With In Spades, the second post-reformation album from the cult 90s legends, The Afghan Whigs in many ways sound like a completely different band. The raw angsty sound of their youth that adorned classic albums like Gentlemen has given way to a more mature and refined output. All of that energy and passion has not simply disappeared, it instead manifests itself in new forms, producing one of the most diverse, experimental and accessible albums of their career. Very few of their contemporaries can say that they have released an album of this calibre at such a late point in their history. The level of musicianship here is a new high point for the band and their latest genre-hopping record contains some of the most unique and thrilling soundscapes of 2017.

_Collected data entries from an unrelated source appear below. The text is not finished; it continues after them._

//! Broadcast to one or more groups.

use super::Context;
use crate::output::{self, OutputFormat};
use anyhow::{Context as _, Result};
use base64::{engine::general_purpose::STANDARD, Engine as _};
use clap::Args;
use console_api::{MessageContent, SendMessageRequest};
use std::path::Path;
use tracing::debug;

#[derive(Debug, Args)]
pub struct SendArgs {
    /// Target group id (repeatable)
    #[arg(short, long = "group", value_name = "GROUP_ID")]
    pub groups: Vec<u64>,

    /// Text item (repeatable, sent in order)
    #[arg(short, long)]
    pub text: Vec<String>,

    /// Image file or http(s) URL (repeatable, sent after the text)
    #[arg(short, long, value_name = "PATH_OR_URL")]
    pub image: Vec<String>,

    /// Mention everyone
    #[arg(long)]
    pub at_all: bool,

    /// Mark the message as essence
    #[arg(long)]
    pub essence: bool,

    /// Also post as a group announcement (one image at most)
    #[arg(long)]
    pub announcement: bool,
}

pub async fn send(ctx: &Context, args: SendArgs) -> Result<()> {
    let api = ctx.authenticated_api()?;
    let request = build_request(args)?;
    let groups = request.group_ids.len();

    let result = api.send_message(request).await?;

    match ctx.format {
        OutputFormat::Text => println!("Message sent to {} group(s)", groups),
        OutputFormat::Json => output::print_json(&result),
    }
    Ok(())
}

fn build_request(args: SendArgs) -> Result<SendMessageRequest> {
    let mut request = SendMessageRequest::new(args.groups)
        .at_all(args.at_all)
        .set_essence(args.essence)
        .set_announcement(args.announcement);

    for text in args.text {
        request = request.push(MessageContent::text(text));
    }
    for image in &args.image {
        request = request.push(MessageContent::image(image_content(image)?));
    }

    Ok(request)
}

/// Remote URLs are passed through; local files become data URLs.
fn image_content(source: &str) -> Result<String> {
    if source.starts_with("http://") || source.starts_with("https://") {
        return Ok(source.to_string());
    }

    let path = Path::new(source);
    let bytes =
        std::fs::read(path).with_context(|| format!("failed to read image {}", path.display()))?;
    debug!(path = %path.display(), bytes = bytes.len(), "Encoded image");
    Ok(format!("data:{};base64,{}", mime_type(path), STANDARD.encode(bytes)))
}

fn mime_type(path: &Path) -> &'static str {
    let extension = path
        .extension()
        .and_then(|ext| ext.to_str())
        .map(str::to_ascii_lowercase);

    match extension.as_deref() {
        Some("jpg") | Some("jpeg") => "image/jpeg",
        Some("gif") => "image/gif",
        Some("webp") => "image/webp",
        Some("bmp") => "image/bmp",
        _ => "image/png",
    }
}
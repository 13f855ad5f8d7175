//! Append-only JSONL log file.

use parking_lot::Mutex;
use std::fs::{File, OpenOptions};
use std::io::{self, BufWriter, Write};
use std::path::{Path, PathBuf};
use std::sync::Arc;
use tracing_subscriber::fmt::MakeWriter;

/// Central log file location: `~/.botconsole/logs/console.jsonl`.
pub fn default_log_path() -> Option<PathBuf> {
    dirs::home_dir().map(|home| home.join(".botconsole").join("logs").join("console.jsonl"))
}

/// Line-flushed writer appending to the central log file.
///
/// Several console processes (a `watch` session next to one-off commands) may
/// append to the same file; each entry is flushed as a single write.
#[derive(Clone)]
pub struct CentralLogWriter {
    inner: Arc<Mutex<BufWriter<File>>>,
}

impl CentralLogWriter {
    pub fn new(path: impl AsRef<Path>) -> io::Result<Self> {
        let path = path.as_ref();
        if let Some(parent) = path.parent() {
            std::fs::create_dir_all(parent)?;
        }

        let file = OpenOptions::new().create(true).append(true).open(path)?;

        Ok(Self {
            inner: Arc::new(Mutex::new(BufWriter::with_capacity(8192, file))),
        })
    }
}

impl Write for CentralLogWriter {
    fn write(&mut self, buf: &[u8]) -> io::Result<usize> {
        let mut guard = self.inner.lock();
        let written = guard.write(buf)?;
        guard.flush()?;
        Ok(written)
    }

    fn flush(&mut self) -> io::Result<()> {
        self.inner.lock().flush()
    }
}

impl<'a> MakeWriter<'a> for CentralLogWriter {
    type Writer = CentralLogWriter;

    fn make_writer(&'a self) -> Self::Writer {
        self.clone()
    }
}
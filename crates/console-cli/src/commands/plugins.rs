//! Plugin management commands.

use super::Context;
use crate::output::{self, OutputFormat};
use anyhow::{anyhow, Result};
use serde_json::{Map, Value};

pub async fn plugins_list(ctx: &Context) -> Result<()> {
    let plugins = ctx.authenticated_api()?.plugins().await?;

    match ctx.format {
        OutputFormat::Text => {
            if plugins.is_empty() {
                println!("No plugins installed");
                return Ok(());
            }
            output::print_heading(&format!("Plugins ({})", plugins.len()));
            for plugin in &plugins {
                println!("  {:<24} {}", plugin.id, plugin.name);
            }
        }
        OutputFormat::Json => output::print_json(&plugins),
    }

    Ok(())
}

pub async fn plugins_show(ctx: &Context, id: &str) -> Result<()> {
    let plugin = ctx.authenticated_api()?.plugin_config(id).await?;

    match ctx.format {
        OutputFormat::Text => {
            output::print_heading(&format!("{} ({})", plugin.name, plugin.id));
            if let Some(description) = &plugin.description {
                println!("{}", description);
            }
            if let Some(can_reload) = plugin.can_reload {
                output::print_row("Reloadable", if can_reload { "yes" } else { "no" });
            }

            println!();
            for setting in &plugin.settings {
                output::print_row(&setting.key, &output::truncate(&setting.value.to_string(), 60));
                if !setting.label.is_empty() && setting.label != setting.key {
                    println!("  {:<16}   {}", "", setting.label);
                }
                if let Some(description) = &setting.description {
                    println!("  {:<16}   {}", "", description);
                }
            }
        }
        OutputFormat::Json => output::print_json(&plugin),
    }

    Ok(())
}

/// Update settings from `key=value` pairs. Values are parsed as JSON and
/// fall back to a plain string, so `name=bot` and `limit=5` both work.
pub async fn plugins_set(ctx: &Context, id: &str, pairs: &[String]) -> Result<()> {
    let settings = parse_settings(pairs)?;
    ctx.authenticated_api()?
        .update_plugin_settings(id, &settings)
        .await?;

    output::print_success(
        &format!("Updated {} setting(s) of {}", settings.len(), id),
        &ctx.format,
    );
    Ok(())
}

pub async fn plugins_action(ctx: &Context, id: &str, endpoint: &str) -> Result<()> {
    let result = ctx
        .authenticated_api()?
        .trigger_plugin_action(id, endpoint)
        .await?;

    match ctx.format {
        OutputFormat::Json => output::print_json(&result),
        OutputFormat::Text if result.success => println!("{}", result.message),
        OutputFormat::Text => output::print_error(&result.message, &ctx.format),
    }
    Ok(())
}

fn parse_settings(pairs: &[String]) -> Result<Map<String, Value>> {
    if pairs.is_empty() {
        anyhow::bail!("Give at least one key=value pair");
    }

    let mut settings = Map::new();
    for pair in pairs {
        let (key, raw) = pair
            .split_once('=')
            .ok_or_else(|| anyhow!("Expected key=value, got '{}'", pair))?;
        let key = key.trim();
        if key.is_empty() {
            anyhow::bail!("Empty setting name in '{}'", pair);
        }
        let value = serde_json::from_str(raw).unwrap_or_else(|_| Value::String(raw.to_string()));
        settings.insert(key.to_string(), value);
    }
    Ok(settings)
}
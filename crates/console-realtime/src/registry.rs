//! Per-group subscription registry.

use crate::ChatMessage;
use std::collections::HashMap;
use std::fmt;
use std::sync::Arc;

/// Callback invoked for every message delivered to a subscribed group.
pub type MessageHandler = Arc<dyn Fn(&ChatMessage) + Send + Sync>;

/// Token returned by a subscription, used to remove exactly that
/// registration later. Ids are never reused within a registry.
#[derive(Debug, Clone, Copy, PartialEq, Eq, Hash, PartialOrd, Ord)]
pub struct SubscriptionId(u64);

impl fmt::Display for SubscriptionId {
    fn fmt(&self, f: &mut fmt::Formatter<'_>) -> fmt::Result {
        write!(f, "sub-{}", self.0)
    }
}

/// Outcome of removing a registration.
#[derive(Debug, Clone, Copy, PartialEq, Eq)]
pub enum Removal {
    /// Group or id was not registered.
    NotFound,
    /// Removed; the group still has this many handlers.
    Remaining(usize),
    /// Removed the last handler; the group entry is gone.
    GroupEmptied,
}

/// Map from group id to its handlers in registration order.
///
/// A group is present only while it has at least one handler.
#[derive(Default)]
pub struct SubscriptionRegistry {
    groups: HashMap<String, Vec<(SubscriptionId, MessageHandler)>>,
    next_id: u64,
}

impl SubscriptionRegistry {
    pub fn new() -> Self {
        Self::default()
    }

    /// Append a handler to a group, creating the group if needed.
    pub fn insert(&mut self, group_id: &str, handler: MessageHandler) -> SubscriptionId {
        self.next_id += 1;
        let id = SubscriptionId(self.next_id);
        self.groups
            .entry(group_id.to_string())
            .or_default()
            .push((id, handler));
        id
    }

    /// Remove one registration.
    pub fn remove(&mut self, group_id: &str, id: SubscriptionId) -> Removal {
        let Some(handlers) = self.groups.get_mut(group_id) else {
            return Removal::NotFound;
        };

        let Some(index) = handlers.iter().position(|(existing, _)| *existing == id) else {
            return Removal::NotFound;
        };
        handlers.remove(index);

        if handlers.is_empty() {
            self.groups.remove(group_id);
            Removal::GroupEmptied
        } else {
            Removal::Remaining(handlers.len())
        }
    }

    /// Snapshot of a group's handlers in registration order.
    pub fn handlers(&self, group_id: &str) -> Vec<MessageHandler> {
        self.groups
            .get(group_id)
            .map(|handlers| handlers.iter().map(|(_, h)| Arc::clone(h)).collect())
            .unwrap_or_default()
    }

    pub fn contains_group(&self, group_id: &str) -> bool {
        self.groups.contains_key(group_id)
    }

    pub fn handler_count(&self, group_id: &str) -> usize {
        self.groups.get(group_id).map_or(0, Vec::len)
    }

    /// Subscribed group ids, sorted.
    pub fn groups(&self) -> Vec<String> {
        let mut groups: Vec<String> = self.groups.keys().cloned().collect();
        groups.sort();
        groups
    }

    pub fn is_empty(&self) -> bool {
        self.groups.is_empty()
    }

    /// Drop every registration. Ids keep increasing afterwards.
    pub fn clear(&mut self) {
        self.groups.clear();
    }
}

impl fmt::Debug for SubscriptionRegistry {
    fn fmt(&self, f: &mut fmt::Formatter<'_>) -> fmt::Result {
        let counts: HashMap<&str, usize> = self
            .groups
            .iter()
            .map(|(group, handlers)| (group.as_str(), handlers.len()))
            .collect();
        f.debug_struct("SubscriptionRegistry")
            .field("groups", &counts)
            .finish()
    }
}
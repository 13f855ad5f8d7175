//! Authentication commands.

use super::Context;
use crate::output::{self, OutputFormat};
use anyhow::Result;
use console_api::ApiError;
use serde_json::json;

/// Exchange an access token for a session and remember it.
pub async fn login(ctx: &Context, token: Option<String>) -> Result<()> {
    let token = match token {
        Some(token) => token,
        None => rpassword::prompt_password("Access token: ")?,
    };

    if token.trim().is_empty() {
        output::print_error("Access token is required", &ctx.format);
        return Ok(());
    }

    let mut api = ctx.api()?;
    let auth = api.login(&token).await?;

    match ctx.format {
        OutputFormat::Json => output::print_json(&auth),
        OutputFormat::Text if auth.success => {
            match &auth.bot {
                Some(bot) => println!("Logged in. Managing {} ({})", bot.nickname, bot.qq),
                None => println!("Logged in"),
            }
            if let Some(role) = &auth.role {
                output::print_row("Role", &format!("{:?}", role).to_lowercase());
            }
        }
        OutputFormat::Text => {
            let reason = auth.message.as_deref().unwrap_or("Authentication failed");
            output::print_error(&format!("Login failed: {}", reason), &ctx.format);
        }
    }

    Ok(())
}

/// Forget the stored token.
pub async fn logout(ctx: &Context) -> Result<()> {
    let mut api = ctx.api()?;
    api.logout()?;
    output::print_success("Logged out successfully", &ctx.format);
    Ok(())
}

/// Show the server, whether a token is stored and, if so, the bot it manages.
pub async fn status(ctx: &Context) -> Result<()> {
    let api = ctx.api()?;
    let server = ctx.config.server_origin.as_str();

    if !api.is_authenticated() {
        match ctx.format {
            OutputFormat::Text => {
                output::print_row("Server", server);
                output::print_row("Auth", "not logged in");
            }
            OutputFormat::Json => {
                output::print_json(&json!({ "server": server, "logged_in": false }));
            }
        }
        return Ok(());
    }

    let (logged_in, bot) = match api.bot_info().await {
        Ok(bot) => (true, Some(bot)),
        Err(ApiError::Unauthorized) => (false, None),
        Err(e) => return Err(e.into()),
    };

    match ctx.format {
        OutputFormat::Text => {
            output::print_row("Server", server);
            output::print_row(
                "Auth",
                if logged_in { "logged in" } else { "token rejected, log in again" },
            );
            if let Some(bot) = &bot {
                output::print_row("Bot", &format!("{} ({})", bot.nickname, bot.qq));
            }
        }
        OutputFormat::Json => {
            output::print_json(&json!({ "server": server, "logged_in": logged_in, "bot": bot }));
        }
    }

    Ok(())
}
//! Broadcast messages sent to one or more groups.

use crate::{ApiError, ApiResult};
use serde::{Deserialize, Serialize};

/// One item of a broadcast. Images carry a data URL or a remote URL.
#[derive(Debug, Clone, PartialEq, Eq, Serialize, Deserialize)]
#[serde(tag = "type", rename_all = "lowercase")]
pub enum MessageContent {
    Text { content: String },
    Image { content: String },
}

impl MessageContent {
    pub fn text(content: impl Into<String>) -> Self {
        Self::Text {
            content: content.into(),
        }
    }

    pub fn image(content: impl Into<String>) -> Self {
        Self::Image {
            content: content.into(),
        }
    }

    pub fn content(&self) -> &str {
        match self {
            Self::Text { content } | Self::Image { content } => content,
        }
    }

    pub fn is_image(&self) -> bool {
        matches!(self, Self::Image { .. })
    }

    fn is_blank(&self) -> bool {
        self.content().trim().is_empty()
    }
}

/// Body of `POST /message/send`.
#[derive(Debug, Clone, Default, PartialEq, Eq, Serialize, Deserialize)]
pub struct SendMessageRequest {
    pub group_ids: Vec<u64>,
    pub message_content: Vec<MessageContent>,
    pub at_all: bool,
    pub set_essence: bool,
    pub set_announcement: bool,
}

impl SendMessageRequest {
    pub fn new(group_ids: Vec<u64>) -> Self {
        Self {
            group_ids,
            ..Default::default()
        }
    }

    pub fn push(mut self, item: MessageContent) -> Self {
        self.message_content.push(item);
        self
    }

    pub fn at_all(mut self, enabled: bool) -> Self {
        self.at_all = enabled;
        self
    }

    pub fn set_essence(mut self, enabled: bool) -> Self {
        self.set_essence = enabled;
        self
    }

    pub fn set_announcement(mut self, enabled: bool) -> Self {
        self.set_announcement = enabled;
        self
    }

    /// Check the request and drop blank items.
    ///
    /// Requires at least one group and at least one non-blank item. A group
    /// announcement may carry one image at most.
    pub fn prepare(mut self) -> ApiResult<Self> {
        if self.group_ids.is_empty() {
            return Err(ApiError::Validation(
                "select at least one group".to_string(),
            ));
        }

        self.message_content.retain(|item| !item.is_blank());
        if self.message_content.is_empty() {
            return Err(ApiError::Validation(
                "message content cannot be empty".to_string(),
            ));
        }

        let images = self
            .message_content
            .iter()
            .filter(|item| item.is_image())
            .count();
        if self.set_announcement && images > 1 {
            return Err(ApiError::Validation(
                "a group announcement can contain only one image".to_string(),
            ));
        }

        Ok(self)
    }
}

/// Response of `POST /message/send`. `code == 0` means every group got it.
#[derive(Debug, Clone, PartialEq, Serialize, Deserialize)]
pub struct SendResult {
    pub code: i64,
    #[serde(default, skip_serializing_if = "Option::is_none")]
    pub message: Option<String>,
    #[serde(default, skip_serializing_if = "Vec::is_empty")]
    pub failed_groups: Vec<serde_json::Value>,
}

impl SendResult {
    pub fn is_success(&self) -> bool {
        self.code == 0
    }

    pub(crate) fn into_result(self) -> ApiResult<Self> {
        if self.is_success() {
            return Ok(self);
        }

        let message = match (&self.message, self.failed_groups.len()) {
            (Some(message), _) => message.clone(),
            (None, 0) => "send failed".to_string(),
            (None, failed) => format!("{} group(s) failed", failed),
        };
        Err(ApiError::Rejected {
            code: self.code,
            message,
        })
    }
}

#[cfg(test)]
mod tests {
    use super::*;
    use serde_json::json;

    #[test]
    fn test_wire_format() {
        let request = SendMessageRequest::new(vec![123456789])
            .push(MessageContent::text("hello"))
            .push(MessageContent::image("data:image/png;base64,AAAA"))
            .at_all(true);

        assert_eq!(
            serde_json::to_value(&request).unwrap(),
            json!({
                "group_ids": [123456789],
                "message_content": [
                    {"type": "text", "content": "hello"},
                    {"type": "image", "content": "data:image/png;base64,AAAA"}
                ],
                "at_all": true,
                "set_essence": false,
                "set_announcement": false
            })
        );
    }

    #[test]
    fn test_prepare_requires_group() {
        let err = SendMessageRequest::new(vec![])
            .push(MessageContent::text("hi"))
            .prepare()
            .unwrap_err();
        assert!(matches!(err, ApiError::Validation(_)));
    }

    #[test]
    fn test_prepare_requires_content() {
        let err = SendMessageRequest::new(vec![1])
            .push(MessageContent::text("   "))
            .push(MessageContent::text(""))
            .prepare()
            .unwrap_err();
        assert!(matches!(err, ApiError::Validation(_)));
    }

    #[test]
    fn test_prepare_drops_blank_items() {
        let request = SendMessageRequest::new(vec![1])
            .push(MessageContent::text(" "))
            .push(MessageContent::text("kept"))
            .push(MessageContent::text("\n"))
            .prepare()
            .unwrap();
        assert_eq!(request.message_content, vec![MessageContent::text("kept")]);
    }

    #[test]
    fn test_image_alone_is_enough() {
        let request = SendMessageRequest::new(vec![1])
            .push(MessageContent::text(""))
            .push(MessageContent::image("https://img.example/x.png"))
            .prepare()
            .unwrap();
        assert_eq!(request.message_content.len(), 1);
        assert!(request.message_content[0].is_image());
    }

    #[test]
    fn test_announcement_single_image() {
        let request = SendMessageRequest::new(vec![1])
            .push(MessageContent::image("a"))
            .push(MessageContent::image("b"))
            .set_announcement(true);
        assert!(request.clone().set_announcement(false).prepare().is_ok());
        assert!(matches!(
            request.prepare(),
            Err(ApiError::Validation(_))
        ));
    }

    #[test]
    fn test_send_result_codes() {
        let ok: SendResult = serde_json::from_str(r#"{"code":0}"#).unwrap();
        assert!(ok.into_result().is_ok());

        let partial: SendResult =
            serde_json::from_str(r#"{"code":1,"failed_groups":[1,2]}"#).unwrap();
        match partial.into_result() {
            Err(ApiError::Rejected { code, message }) => {
                assert_eq!(code, 1);
                assert_eq!(message, "2 group(s) failed");
            }
            other => panic!("unexpected: {:?}", other),
        }
    }
}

Opening track ‘Birdland’ features some ingenious mellotron work to create an elegant orchestral atmosphere, while the Eastern tinged ‘Arabian Heights’ packs more sinister and mystifying riffs into 5 minutes than I thought possible. The all too brief ‘Toy Automatic’ brings together both strings and brass to create the album’s most powerful and emotive moment, ‘Copernicus’ features some fuzzy T Rex-esque guitar work, and ‘Light As A Feather’ has some attention-grabbing snippets of funk. In Spades‘ greatest gift however is it’s final two tracks. ‘I Got Lost’ is The Afghan Whigs at their most welcoming and uplifting, while the slow building tension and final hair-raising release of ‘Into The Floor’ ends the record on a high. It doesn’t quite earn the title of “classic album”, but the band have remained dignified and unpredictable when so many others fade and falter.